On the last night in June 1916, Francie graduates. When she watches the graduation play, her eyes burn “with unshed tears.” She thinks that her play would’ve been better. When Francie picks up her report card, she sees four “A’s” and one “C minus.” The latter is her English grade. Francie suddenly hates the school and its teachers, especially Miss Garnder. She returns to the classroom with the other girls, who are expecting bouquets of flowers on their desks. Francie knows that hers will be without flowers, but she’s surprised when she sees red roses on her desk, with a note from Johnny, who’s been dead for six months. Aunt Sissy tells her that, a year ago, Johnny gave her two dollars and the card, all written out, asking Sissy to send the flowers on Francie’s graduation day, in case he forgot. Francie cries.
Francie’s eyes “burn” when she watches the play because she knows that Miss Garnder’s reason for refusing to stage it was unjust. She also feels that her composition grade is unfair. If nothing else, Francie’s experience with Miss Garnder provides her with her first lesson on the ways in which people can thoroughly misunderstand others. The lesson is helpful for Francie to learn, given that she wants to be a writer and must be prepared for others to dislike her work and misunderstand her intentions. The surprise bouquet reminds her of the only person who loved her unconditionally—her father.
Aunt Sissy takes Francie into the girls’ restroom and instructs her to cry loud and hard to get all of her feelings out. When Francie comes out, she feels better. She says goodbye to teachers and other students, whom she realizes liked her much more than she thought. Francie goes to Miss Garnder’s room. The teacher looks eagerly toward Francie and asks why Francie stopped handing work in. Francie doesn’t reply but holds her hand out for Miss Garnder to shake and says “goodbye.” Miss Garnder insists that Francie will see that she was right. Francie no longer hates Miss Garnder but feels sorry for her. Mr. Jenson shakes hands with everyone and says “goodbye.” To Francie, he instructs her to be good, work hard, and be a credit to her school. She promises that she will.

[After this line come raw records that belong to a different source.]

use nom::{
    IResult,
    branch::alt,
    bytes::complete::{tag, take_while},
    character::complete::{char, digit1, multispace0, one_of, satisfy},
    combinator::{map, map_res, opt, recognize},
    error::{Error, ErrorKind},
    multi::many0,
    sequence::{delimited, pair, preceded, tuple},
};

use crate::ParseError;

/// Deepest nesting of parentheses, calls, signs and exponents accepted.
pub(crate) const MAX_DEPTH: usize = 64;

/// Left-associative operators, applied in order within a [`ParseNode::Chain`].
#[derive(Debug, Clone, Copy, PartialEq, Eq)]
pub(crate) enum BinOp {
    Add,
    Sub,
    Mul,
    Div,
}

/// Parse tree with unresolved names.
///
/// Names are resolved against the allow-list after parsing so that unknown
/// identifiers produce a precise error instead of a generic syntax error.
/// Runs of `+ -` or `* /` are kept flat, so the tree only deepens where the
/// input nests.
#[derive(Debug, Clone, PartialEq)]
pub(crate) enum ParseNode {
    Number(f64),
    Name(String),
    Call(String, Box<ParseNode>),
    Neg(Box<ParseNode>),
    Pow(Box<ParseNode>, Box<ParseNode>),
    Chain(Box<ParseNode>, Vec<(BinOp, ParseNode)>),
}

/// Parses a complete expression.
///
/// # Errors
///
/// Returns a [`ParseError`] for empty input, malformed syntax, nesting deeper
/// than [`MAX_DEPTH`], or input left over after a complete expression.
pub(crate) fn parse(source: &str) -> Result<ParseNode, ParseError> {
    if source.trim().is_empty() {
        return Err(ParseError::Empty);
    }

    let (remaining, node) = parse_expr(source, 0).map_err(|err| syntax_error(source, err))?;

    let remaining = remaining.trim();
    if !remaining.is_empty() {
        return Err(ParseError::UnconsumedInput(remaining.to_string()));
    }

    Ok(node)
}

fn syntax_error(source: &str, err: nom::Err<Error<&str>>) -> ParseError {
    let remaining = match err {
        nom::Err::Failure(e) if e.code == ErrorKind::TooLarge => {
            return ParseError::TooDeep { limit: MAX_DEPTH };
        }
        nom::Err::Error(e) | nom::Err::Failure(e) => e.input,
        nom::Err::Incomplete(_) => "",
    };
    let position = source.len() - remaining.len();
    let near = remaining.trim_start();
    let near = if near.is_empty() {
        "end of input".to_string()
    } else {
        near.chars().take(12).collect()
    };
    ParseError::Syntax { position, near }
}

// Numeric literals: 12, 1.5, .5, 3., 1e-8, 2.5E+3
fn parse_number(input: &str) -> IResult<&str, ParseNode> {
    let mantissa = alt((
        recognize(pair(digit1, opt(pair(char('.'), opt(digit1))))),
        recognize(pair(char('.'), digit1)),
    ));
    let exponent = tuple((one_of("eE"), opt(one_of("+-")), digit1));

    map_res(recognize(pair(mantissa, opt(exponent))), |text: &str| {
        text.parse::<f64>().map(ParseNode::Number)
    })(input)
}

// Identifiers start with a letter or underscore; `math.` is an optional prefix.
fn parse_identifier(input: &str) -> IResult<&str, &str> {
    let (input, _) = opt(tag("math."))(input)?;
    recognize(pair(
        satisfy(|c| c.is_ascii_alphabetic() || c == '_'),
        take_while(|c: char| c.is_ascii_alphanumeric() || c == '_'),
    ))(input)
}

// A name, optionally followed by a parenthesized argument.
fn parse_name_or_call(input: &str, depth: usize) -> IResult<&str, ParseNode> {
    let (input, name) = parse_identifier(input)?;
    let (input, arg) = opt(|i| parse_parens(i, depth))(input)?;

    let node = match arg {
        Some(arg) => ParseNode::Call(name.to_string(), Box::new(arg)),
        None => ParseNode::Name(name.to_string()),
    };
    Ok((input, node))
}

fn parse_parens(input: &str, depth: usize) -> IResult<&str, ParseNode> {
    delimited(
        preceded(multispace0, char('(')),
        |i| parse_expr(i, depth + 1),
        preceded(multispace0, char(')')),
    )(input)
}

fn parse_atom(input: &str, depth: usize) -> IResult<&str, ParseNode> {
    preceded(
        multispace0,
        alt((
            parse_number,
            |i| parse_name_or_call(i, depth),
            |i| parse_parens(i, depth),
        )),
    )(input)
}

// Power is right associative: 2^3^2 = 2^(3^2). The exponent may be signed.
fn parse_power(input: &str, depth: usize) -> IResult<&str, ParseNode> {
    let (input, base) = parse_atom(input, depth)?;
    let (input, exponent) = opt(preceded(
        preceded(multispace0, alt((tag("**"), tag("^")))),
        |i| parse_unary(i, depth + 1),
    ))(input)?;

    let node = match exponent {
        Some(exponent) => ParseNode::Pow(Box::new(base), Box::new(exponent)),
        None => base,
    };
    Ok((input, node))
}

// Every nesting path passes through here, so this is where depth is capped.
fn parse_unary(input: &str, depth: usize) -> IResult<&str, ParseNode> {
    if depth > MAX_DEPTH {
        return Err(nom::Err::Failure(Error::new(input, ErrorKind::TooLarge)));
    }
    alt((
        map(
            preceded(preceded(multispace0, char('-')), |i| {
                parse_unary(i, depth + 1)
            }),
            |node| ParseNode::Neg(Box::new(node)),
        ),
        preceded(preceded(multispace0, char('+')), |i| {
            parse_unary(i, depth + 1)
        }),
        |i| parse_power(i, depth),
    ))(input)
}

fn chain(first: ParseNode, rest: Vec<(BinOp, ParseNode)>) -> ParseNode {
    if rest.is_empty() {
        first
    } else {
        ParseNode::Chain(Box::new(first), rest)
    }
}

fn parse_term(input: &str, depth: usize) -> IResult<&str, ParseNode> {
    let op = map(preceded(multispace0, one_of("*/")), |c| match c {
        '*' => BinOp::Mul,
        _ => BinOp::Div,
    });
    let (input, first) = parse_unary(input, depth)?;
    let (input, rest) = many0(pair(op, |i| parse_unary(i, depth)))(input)?;
    Ok((input, chain(first, rest)))
}

fn parse_expr(input: &str, depth: usize) -> IResult<&str, ParseNode> {
    let op = map(preceded(multispace0, one_of("+-")), |c| match c {
        '+' => BinOp::Add,
        _ => BinOp::Sub,
    });
    let (input, first) = parse_term(input, depth)?;
    let (input, rest) = many0(pair(op, |i| parse_term(i, depth)))(input)?;
    Ok((input, chain(first, rest)))
}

Francie needs to cry because she’s spent months suppressing her grief about her father’s death so that she would be strong enough to help Katie at home. After she cries, she releases feelings of both sadness and anger and feels less hostile than she did moments ago. She becomes sympathetic toward Miss Garnder, whom she realizes doesn’t understand much about the world but is fixated on a need to be right and to convince others that her point of view about the world is the only proper one. The experience reveals that teachers are as flawed and complicated as anyone else.
At home, Francie and Neeley’s diplomas are admired. Francie’s is especially admired, due to Mr. Jenson’s fine handwriting. Neeley turns in a report card of two B’s and C’s in his other subjects. Katie registers surprise at Francie’s “C” in English composition. Francie says that she doesn’t want to talk about it, but Katie doesn’t let the subject rest until Sissy orders her to. They all go out for ice cream.
Though Francie outperforms her brother in school, Katie is harsher on Francie for the blemish on her school record. Sissy orders Katie to stop talking about it because she recognizes that Katie is using the grade as an opportunity judge when it’s a day for her to express pride in her daughter.
When it’s time to pay, Katie lets the waiter keep twenty cents in change. Evy protests, but Katie insists they are celebrating. When Albie Seedmore, the son of a prosperous grocer, asks Francie out for a movie, Francie agrees after getting her mother’s nodded consent. Aunt Evy prompts Francie to make a wish on the occasion of her first date. Francie wishes that she can always wear a white dress, hold red roses, and throw money around.
For once, Katie abandons her tight-fisted tendency with money to celebrate the prospect of a better future, as a result of Francie’s graduating from primary school. For Francie, her graduation day makes her feel exceptionally important, as though she’s living up to her father’s nickname—prima donna.